The record reveals that during the relevant time, complainant held various

positions at the agency's Parker, Colorado facility, the last of which was

window clerk. Complainant filed a formal EEO complaint with the agency

on July 9, 1996, alleging that the agency had discriminated against

her as referenced above.<2> At the conclusion of the investigation,

complainant was provided a copy of the investigative report and in July,

1997 requested a hearing before an EEOC Administrative Judge.
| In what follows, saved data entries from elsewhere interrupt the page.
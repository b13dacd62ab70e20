use super::{Catalog, CatalogChecksum, CatalogFile, CatalogObject, CatalogStorageRecord};
use crate::models::PremisEvent;
use async_trait::async_trait;
use preserve_common::{PreserveError, Result};
use std::collections::HashMap;
use std::sync::{Mutex, MutexGuard};

#[derive(Default)]
struct State {
    next_id: i64,
    objects: HashMap<String, CatalogObject>,
    files: HashMap<String, CatalogFile>,
    events: HashMap<String, PremisEvent>,
}

impl State {
    fn next_id(&mut self) -> i64 {
        self.next_id += 1;
        self.next_id
    }

    fn record_event(&mut self, event: &PremisEvent) -> PremisEvent {
        if let Some(existing) = self.events.get(&event.identifier) {
            return existing.clone();
        }
        let mut saved = event.clone();
        saved.id = Some(self.next_id());
        self.events.insert(saved.identifier.clone(), saved.clone());
        saved
    }
}

/// In-memory catalog. Keeps the full checksum history of each file the way
/// the real catalog does.
#[derive(Default)]
pub struct MemoryCatalog {
    state: Mutex<State>,
}

impl MemoryCatalog {
    pub fn new() -> Self {
        Self::default()
    }

    fn state(&self) -> MutexGuard<'_, State> {
        self.state.lock().unwrap_or_else(|poisoned| poisoned.into_inner())
    }

    pub fn object(&self, identifier: &str) -> Option<CatalogObject> {
        self.state().objects.get(identifier).cloned()
    }

    pub fn file(&self, identifier: &str) -> Option<CatalogFile> {
        self.state().files.get(identifier).cloned()
    }

    pub fn file_count(&self) -> usize {
        self.state().files.len()
    }

    pub fn events(&self) -> Vec<PremisEvent> {
        self.state().events.values().cloned().collect()
    }
}

#[async_trait]
impl Catalog for MemoryCatalog {
    async fn object_get(&self, identifier: &str) -> Result<Option<CatalogObject>> {
        Ok(self.object(identifier))
    }

    async fn object_save(&self, object: &CatalogObject) -> Result<CatalogObject> {
        let mut state = self.state();
        let mut saved = object.clone();
        let existing_id = state.objects.get(&object.identifier).map(|o| o.id);
        match (object.id, existing_id) {
            (None, Some(existing)) => {
                return Err(PreserveError::Catalog(format!(
                    "Object {} already exists with id {:?}",
                    object.identifier, existing
                )))
            },
            (None, None) => saved.id = Some(state.next_id()),
            (Some(_), _) => {},
        }
        state.objects.insert(saved.identifier.clone(), saved.clone());
        Ok(saved)
    }

    async fn file_get(&self, identifier: &str) -> Result<Option<CatalogFile>> {
        Ok(self.file(identifier).map(|mut f| {
            f.premis_events.clear();
            f
        }))
    }

    async fn file_save(&self, file: &CatalogFile) -> Result<CatalogFile> {
        let mut state = self.state();
        let previous = state.files.get(&file.identifier).cloned();
        let id = match (&previous, file.id) {
            (Some(prev), None) => {
                return Err(PreserveError::Catalog(format!(
                    "File {} already exists with id {:?}",
                    file.identifier, prev.id
                )))
            },
            (None, None) => state.next_id(),
            (_, Some(id)) => id,
        };

        let mut saved = file.clone();
        saved.id = Some(id);
        if let Some(prev) = previous {
            let mut checksums = prev.checksums;
            checksums.extend(file.checksums.iter().cloned());
            saved.checksums = checksums;

            let mut records = prev.storage_records;
            for record in &file.storage_records {
                if !records.contains(record) {
                    records.push(record.clone());
                }
            }
            saved.storage_records = records;
        }
        saved.premis_events = file
            .premis_events
            .iter()
            .map(|e| state.record_event(e))
            .collect();

        state.files.insert(saved.identifier.clone(), saved.clone());
        Ok(saved)
    }

    async fn checksums(&self, file_identifier: &str) -> Result<Vec<CatalogChecksum>> {
        Ok(self
            .file(file_identifier)
            .map(|f| f.checksums)
            .unwrap_or_default())
    }

    async fn storage_records(&self, file_identifier: &str) -> Result<Vec<CatalogStorageRecord>> {
        Ok(self
            .file(file_identifier)
            .map(|f| f.storage_records)
            .unwrap_or_default())
    }

    async fn event_save(&self, event: &PremisEvent) -> Result<PremisEvent> {
        Ok(self.state().record_event(event))
    }
}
The EEOC District Office issued its order acknowledging and docketing

complainant's hearing request on August 6, 1997. That order provided

that the parties were to complete discovery within sixty (60) days of

the date of the order. On January 20, 1998, complainant, by counsel,

filed a motion to compel the agency to respond to outstanding discovery,

noting that the agency had ignored complainant's counsel's request

for a discovery agreement, the written discovery requests propounded,

and numerous telephone calls and letters from complainant's counsel

regarding the status of these matters. Although initially denied due

to a procedural defect which was subsequently cured, complainant's

motion to compel was subsequently granted on March 2, 1998 by an EEOC

Supervisory Administrative Judge. The March 2, 1998 order directed the

agency to "serve its answers upon and provide the requested documents

and materials to complainant's representative ... not later than close

of business March 20, 1998."

The agency never served any response to the referenced discovery requests.

By letter to the agency dated March 24, 1998, complainant's counsel

advised the agency that if it continued to ignore the the Administrative

Judge's order, complainant would seek sanctions. Still no response

was received, and complainant discharged her counsel. By order issued

February 9, 2000, the parties were advised that a hearing was scheduled

for April 11, 2000, and, inter alia, that the Commission's revised

regulations which became effective November 9, 1999, allowed parties

to conduct discovery not previously permitted at the hearing stage of

the administrative process, and that unless otherwise authorized by

the Administrative Judge, "all discovery shall be completed not later

than 7 days prior to the date the hearing is scheduled to commence."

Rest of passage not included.